====== Recorded data ======
//! The owner-rotation pipeline.
//!
//! validate → resolve → encode → build → simulate → sign + broadcast. Each stage fails fast
//! with a typed error and nothing is retried. Concurrent rotations against the same Safe race
//! on nonces; callers running several must serialize them.

use alloy_primitives::Address;
use owner_rotation_types::{ChainClient, PendingSwap};
use serde::{Deserialize, Serialize};
use tracing::{info, warn};

use crate::{
    address::validate_new_owner,
    builder::{TransactionBuilder, UnsignedEnvelope},
    config::{ExecutionStrategy, PipelineConfig},
    encoder::encode_swap_call,
    errors::RotationError,
    gate::{require_verified, Turn},
    resolver::OwnerRegistry,
    signer::TxSigner,
    simulator::simulate,
    submitter::{DirectCallSubmitter, SafeExecSubmitter, Submitter, TxId},
};

/// A swap that passed simulation but has not been signed.
#[derive(Clone, Debug, PartialEq, Eq)]
pub struct PlannedRotation {
    pub swap: PendingSwap,
    pub envelope: UnsignedEnvelope,
}

#[derive(Clone, Debug, PartialEq, Eq)]
pub struct RotationReceipt {
    pub swap: PendingSwap,
    pub tx_id: TxId,
}

pub struct RotationPipeline<C, S> {
    chain: C,
    signer: S,
    config: PipelineConfig,
}

impl<C: ChainClient, S: TxSigner> RotationPipeline<C, S> {
    pub fn new(chain: C, signer: S, config: PipelineConfig) -> Self {
        Self {
            chain,
            signer,
            config,
        }
    }

    pub fn chain(&self) -> &C {
        &self.chain
    }

    pub fn config(&self) -> &PipelineConfig {
        &self.config
    }

    pub fn agent(&self) -> Address {
        self.signer.address()
    }

    pub fn registry(&self) -> OwnerRegistry<'_, C> {
        OwnerRegistry::new(&self.chain, self.config.safe)
    }

    /// Everything up to and including the dry run. Produces no signature.
    pub async fn plan(&self, new_owner: &str) -> Result<PlannedRotation, RotationError> {
        let incoming = validate_new_owner(new_owner, self.config.safe)?;
        let swap = self.registry().resolve_swap(self.agent(), incoming).await?;
        let call_data = encode_swap_call(&swap)?;

        let envelope = TransactionBuilder::new(
            &self.chain,
            self.config.safe,
            self.config.strategy,
            self.config.gas_limit,
        )
        .build(self.agent(), call_data)
        .await?;

        simulate(&self.chain, &envelope).await?;
        Ok(PlannedRotation { swap, envelope })
    }

    /// Run the whole pipeline and return the broadcast transaction id.
    pub async fn rotate(&self, new_owner: &str) -> Result<RotationReceipt, RotationError> {
        let planned = self.plan(new_owner).await?;
        let tx_id = self.submitter().submit(&planned.envelope).await?;
        info!(
            safe = %self.config.safe,
            old = %planned.swap.outgoing,
            new = %planned.swap.incoming,
            tx = %tx_id,
            "owner rotation submitted"
        );
        Ok(RotationReceipt {
            swap: planned.swap,
            tx_id,
        })
    }

    /// Gate on the transcript first; a denial touches no chain state.
    pub async fn rotate_verified(
        &self,
        transcript: &[Turn],
        new_owner: &str,
    ) -> Result<RotationReceipt, RotationError> {
        require_verified(transcript)?;
        self.rotate(new_owner).await
    }

    /// Serve one inbound request. Gated when it carries a conversation.
    pub async fn handle(&self, request: &RotationRequest) -> RotationResponse {
        let result = match &request.conversation {
            Some(transcript) => self.rotate_verified(transcript, &request.new_address).await,
            None => self.rotate(&request.new_address).await,
        };
        match result {
            Ok(receipt) => RotationResponse::sent(receipt.tx_id),
            Err(err) => {
                warn!(kind = err.kind(), error = %err, "owner rotation failed");
                RotationResponse::failed(&err)
            }
        }
    }

    fn submitter(&self) -> Box<dyn Submitter + '_> {
        match self.config.strategy {
            ExecutionStrategy::SafeExec => Box::new(SafeExecSubmitter::new(&self.chain, &self.signer)),
            ExecutionStrategy::DirectCall => {
                Box::new(DirectCallSubmitter::new(&self.chain, &self.signer))
            }
        }
    }
}

/// Inbound request body.
#[derive(Clone, Debug, PartialEq, Eq, Serialize, Deserialize)]
pub struct RotationRequest {
    pub new_address: String,
    #[serde(default, skip_serializing_if = "Option::is_none")]
    pub conversation: Option<Vec<Turn>>,
}

/// Outbound response body.
#[derive(Clone, Debug, PartialEq, Eq, Serialize, Deserialize)]
#[serde(untagged)]
pub enum RotationResponse {
    Sent { message: String, tx_hash: String },
    Failed { error: String, detail: String },
}

impl RotationResponse {
    pub fn sent(tx_id: TxId) -> Self {
        RotationResponse::Sent {
            message: "Switch owner transaction sent.".into(),
            tx_hash: tx_id.to_string(),
        }
    }

    pub fn failed(err: &RotationError) -> Self {
        RotationResponse::Failed {
            error: err.kind().into(),
            detail: err.to_string(),
        }
    }

    pub fn is_success(&self) -> bool {
        matches!(self, RotationResponse::Sent { .. })
    }
}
======
■ **Your assignment**: From the first line of the listing above through the line that contains "same Safe race", retype every line exactly, and write nothing else.

■ **Task solution**:
//! The owner-rotation pipeline.
//!
//! validate → resolve → encode → build → simulate → sign + broadcast. Each stage fails fast
//! with a typed error and nothing is retried. Concurrent rotations against the same Safe race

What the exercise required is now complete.